Teradata R Package Function Reference - 16.20 - DecisionForestPredict - Teradata R Package

Teradata® R Package Function Reference

prodname
Teradata R Package
vrm_release
16.20
created_date
February 2020
category
Programming Reference
featnum
B700-4007-098K

Description

The Decision Forest Predict td_decision_forest_predict_sqle function uses the model generated by the Decision Forest td_decision_forest_mle function to generate predictions on a response variable for a test set of data. The model can be stored in a table in the Advanced SQL Engine. It can then be accessed by using the tbl() function.

Usage

  td_decision_forest_predict_sqle (
      object = NULL,
      newdata = NULL,
      id.column = NULL,
      detailed = FALSE,
      terms = NULL
  )
  
## S3 method for class 'td_decision_forest_mle'
predict(
      object = NULL, 
      newdata = NULL,
      id.column = NULL,
      detailed = FALSE,
      terms = NULL)

Arguments

object

Required Argument.
Specifies the name of the object that contains the decision forest model which is the output of function td_decision_forest_mle.
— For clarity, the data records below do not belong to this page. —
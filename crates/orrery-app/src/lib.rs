//! Windowed host for the orrery simulation: platform directories, the
//! fixed-step loop, free-look and the winit event handler.

pub mod error;
pub mod free_look;
pub mod game_loop;
pub mod host;
pub mod platform;
pub mod scene;
pub mod window;

pub use error::AppError;
pub use free_look::FreeLook;
pub use game_loop::{FIXED_DT, GameLoop, MAX_FRAME_TIME};
pub use host::{ActionCommands, CameraRig};
pub use platform::{PlatformDirs, PlatformError};
pub use scene::{build_scene, fallback_color, texture_manifest};
pub use window::{App, run, window_attributes_from_config};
For td_decision_forest_predict_sqle, this can also be the tibble containing the model table of decision forest model.

newdata

Required Argument.
Specifies the tbl_teradata containing the input test data.

id.column

Required Argument.
Specifies a column containing a unique identifier for each test point in the test set.

detailed

Optional Argument.
Specifies whether to output detailed information about the forest trees; that is, the decision tree and the specific tree information, including task index and tree index for each tree.
Default Value: FALSE

terms

Optional Argument.
Specifies the names of the input columns to copy to the output table.

Value

Function returns an object of class "td_decision_forest_predict_sqle" which is a named list containing Teradata tbl object.
Named list member can be referenced directly with the "$" operator using name: result.

Examples

    # Get the current context/connection
    con <- td_get_context()$connection
    
    # Load example data.
    loadExampleData("decisionforestpredict_example", "housing_test", "housing_train")
    
    # Create remote tibble objects.
    housing_test <- tbl(con, "housing_test")
    housing_train <- tbl(con, "housing_train")
    
    # Example 1 -
    # First train the data, i.e., create a decision forest Model
    formula <- (homestyle ~ driveway + recroom + fullbase + gashw + airco + prefarea + price + lotsize + bedrooms + bathrms + stories + garagepl)
    decision_forest_model <- td_decision_forest_mle(data=housing_train,
                                  formula = formula,
                                  tree.type="classification",
                                  ntree=50,
                                  tree.size=100,
                                  nodesize=1,
                                  variance=0,
                                  max.depth=12,
                                  maxnum.categorical=20,
                                  mtry=3,
                                  mtry.seed=100,
                                  seed=100
                                  )
    
    # Run predict on the output of td_decision_forest_mle
    td_decision_forest_predict_out <- td_decision_forest_predict_sqle(object = decision_forest_model,
                                       newdata = housing_test,
                                       id.column = "sn",
                                       detailed = FALSE,
                                       terms = c("homestyle")
                                       )
     
     #Alternatively use the predict S3 method to find predictions.
     predict_out <- predict(decision_forest_model,
                       newdata = housing_test,
                       id.column = "sn",
                       detailed = FALSE,
                       terms = c("homestyle")
                       )